EXERCISE DATA Block Start

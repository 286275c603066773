//! Persist, index and interchange seismic trace datasets.
//!
//! # Overview
//!
//! A [Dataset] stores a matrix of trace samples (`traces x samples`, `f32`) next to a matrix of
//! trace headers (`traces x fields`, `f64`), together with the SEG-Y binary and textual headers,
//! descriptive attributes (domain, units, spatial reference, ...), per-header limits and a
//! boundary polygon. Datasets live inside a [Container] and persist across restarts through any
//! [geoseis_runtime::Storage].
//!
//! Traces are located by header value through derived, rebuildable caches:
//!
//! * [PrimaryKeyIndex]: distinct values of one header column, each mapped to the ascending set
//!   of traces holding it.
//! * [SortedView]: every trace ordered by a tuple of header columns.
//!
//! Both are built lazily on first use, dropped whenever a participating column (or the trace
//! count) changes and rebuilt before the next read, so a stale answer is never returned.
//!
//! # Interchange
//!
//! [Dataset::import_segy] and [Dataset::export_segy] move traces between a dataset and a SEG-Y
//! file. The trace range is split into fixed chunks before any work is dispatched onto a bounded
//! worker pool, and each chunk owns an exclusive destination range, so the result does not depend
//! on the number of threads or on scheduling.
//!
//! # Durability
//!
//! Attribute changes are committed immediately to a pair of checksummed metadata blobs (see
//! [metadata]). Matrix writes become durable on [Dataset::sync].

use thiserror::Error;

pub mod container;
mod dataset;
pub mod index;
pub mod metadata;
pub mod schema;
pub mod view;

pub use container::{Container, CreationPolicy, Object, ObjectKind};
pub use dataset::{
    Conversion, DataType, Dataset, Domain, ExportConfig, ImportConfig, KeyRange, Param,
    PrestackGeometry, SortedData, StackGeometry, SurveyType,
};
pub use index::PrimaryKeyIndex;
pub use schema::{HeaderField, HeaderSchema};
pub use view::SortedView;

/// Errors that can occur when interacting with a [Dataset] or [Container].
#[derive(Debug, Error)]
pub enum Error {
    #[error("invalid header name: {0}")]
    InvalidHeaderName(String),
    #[error("shape mismatch in {what}: expected {expected}, found {found}")]
    ShapeMismatch {
        what: &'static str,
        expected: usize,
        found: usize,
    },
    #[error("{what} index {index} out of range (len {len})")]
    IndexRange {
        what: &'static str,
        index: usize,
        len: usize,
    },
    #[error("invalid {what} range: {start}..{end}")]
    InvalidRange {
        what: &'static str,
        start: usize,
        end: usize,
    },
    #[error("codec error: {0}")]
    Codec(#[from] geoseis_codec::Error),
    #[error("runtime error: {0}")]
    Runtime(#[from] geoseis_runtime::Error),
    #[error("geometry error: {0}")]
    Geometry(#[from] geoseis_geometry::Error),
    #[error("unsupported conversion: {from} -> {to}")]
    UnsupportedConversion { from: String, to: String },
    #[error("invalid {name}: {reason}")]
    InvalidArgument { name: &'static str, reason: String },
    #[error("thread pool error: {0}")]
    Pool(#[from] rayon::ThreadPoolBuildError),
    #[error("cancelled after committing {committed} traces")]
    Cancelled { committed: usize },
    #[error("corrupt {0}")]
    Corrupt(String),
    #[error("object already exists: {0}")]
    ObjectExists(String),
    #[error("object missing: {0}")]
    ObjectMissing(String),
}

impl Error {
    /// Attach `what` (trace, sample, ...) to a selection error.
    pub(crate) fn selection(what: &'static str, err: geoseis_utils::Error) -> Self {
        match err {
            geoseis_utils::Error::OutOfRange { index, len } => Self::IndexRange { what, index, len },
            geoseis_utils::Error::InvalidRange { start, end } => {
                Self::InvalidRange { what, start, end }
            }
            other => other.into(),
        }
    }
}

impl From<geoseis_utils::Error> for Error {
    fn from(err: geoseis_utils::Error) -> Self {
        match err {
            geoseis_utils::Error::UnsupportedConversion { from, to } => {
                Self::UnsupportedConversion { from, to }
            }
            geoseis_utils::Error::OutOfRange { index, len } => Self::IndexRange {
                what: "selection",
                index,
                len,
            },
            geoseis_utils::Error::InvalidRange { start, end } => Self::InvalidRange {
                what: "selection",
                start,
                end,
            },
        }
    }
}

EXERCISE DATA Block End

## ACTIVITY
Return every record above. Copy each one exactly.

## SOLUTION FOR THIS TASK
repository 286275c603066773
//! Persist, index and interchange seismic trace datasets.
//!
//! # Overview
//!
//! A [Dataset] stores a matrix of trace samples (`traces x samples`, `f32`) next to a matrix of
//! trace headers (`traces x fields`, `f64`), together with the SEG-Y binary and textual headers,
//! descriptive attributes (domain, units, spatial reference, ...), per-header limits and a
//! boundary polygon. Datasets live inside a [Container] and persist across restarts through any
//! [geoseis_runtime::Storage].
//!
//! Traces are located by header value through derived, rebuildable caches:
//!
//! * [PrimaryKeyIndex]: distinct values of one header column, each mapped to the ascending set
//!   of traces holding it.
//! * [SortedView]: every trace ordered by a tuple of header columns.
//!
//! Both are built lazily on first use, dropped whenever a participating column (or the trace
//! count) changes and rebuilt before the next read, so a stale answer is never returned.
//!
//! # Interchange
//!
//! [Dataset::import_segy] and [Dataset::export_segy] move traces between a dataset and a SEG-Y
//! file. The trace range is split into fixed chunks before any work is dispatched onto a bounded
//! worker pool, and each chunk owns an exclusive destination range, so the result does not depend
//! on the number of threads or on scheduling.
//!
//! # Durability
//!
//! Attribute changes are committed immediately to a pair of checksummed metadata blobs (see
//! [metadata]). Matrix writes become durable on [Dataset::sync].

use thiserror::Error;

pub mod container;
mod dataset;
pub mod index;
pub mod metadata;
pub mod schema;
pub mod view;

pub use container::{Container, CreationPolicy, Object, ObjectKind};
pub use dataset::{
    Conversion, DataType, Dataset, Domain, ExportConfig, ImportConfig, KeyRange, Param,
    PrestackGeometry, SortedData, StackGeometry, SurveyType,
};
pub use index::PrimaryKeyIndex;
pub use schema::{HeaderField, HeaderSchema};
pub use view::SortedView;

/// Errors that can occur when interacting with a [Dataset] or [Container].
#[derive(Debug, Error)]
pub enum Error {
    #[error("invalid header name: {0}")]
    InvalidHeaderName(String),
    #[error("shape mismatch in {what}: expected {expected}, found {found}")]
    ShapeMismatch {
        what: &'static str,
        expected: usize,
        found: usize,
    },
    #[error("{what} index {index} out of range (len {len})")]
    IndexRange {
        what: &'static str,
        index: usize,
        len: usize,
    },
    #[error("invalid {what} range: {start}..{end}")]
    InvalidRange {
        what: &'static str,
        start: usize,
        end: usize,
    },
    #[error("codec error: {0}")]
    Codec(#[from] geoseis_codec::Error),
    #[error("runtime error: {0}")]
    Runtime(#[from] geoseis_runtime::Error),
    #[error("geometry error: {0}")]
    Geometry(#[from] geoseis_geometry::Error),
    #[error("unsupported conversion: {from} -> {to}")]
    UnsupportedConversion { from: String, to: String },
    #[error("invalid {name}: {reason}")]
    InvalidArgument { name: &'static str, reason: String },
    #[error("thread pool error: {0}")]
    Pool(#[from] rayon::ThreadPoolBuildError),
    #[error("cancelled after committing {committed} traces")]
    Cancelled { committed: usize },
    #[error("corrupt {0}")]
    Corrupt(String),
    #[error("object already exists: {0}")]
    ObjectExists(String),
    #[error("object missing: {0}")]
    ObjectMissing(String),
}

impl Error {
    /// Attach `what` (trace, sample, ...) to a selection error.
    pub(crate) fn selection(what: &'static str, err: geoseis_utils::Error) -> Self {
        match err {
            geoseis_utils::Error::OutOfRange { index, len } => Self::IndexRange { what, index, len },
            geoseis_utils::Error::InvalidRange { start, end } => {
                Self::InvalidRange { what, start, end }
            }
            other => other.into(),
        }
    }
}

impl From<geoseis_utils::Error> for Error {
    fn from(err: geoseis_utils::Error) -> Self {
        match err {
            geoseis_utils::Error::UnsupportedConversion { from, to } => {
                Self::UnsupportedConversion { from, to }
            }
            geoseis_utils::Error::OutOfRange { index, len } => Self::IndexRange {
                what: "selection",
                index,
                len,
            },
            geoseis_utils::Error::InvalidRange { start, end } => Self::InvalidRange {
                what: "selection",
                start,
                end,
            },
        }
    }
}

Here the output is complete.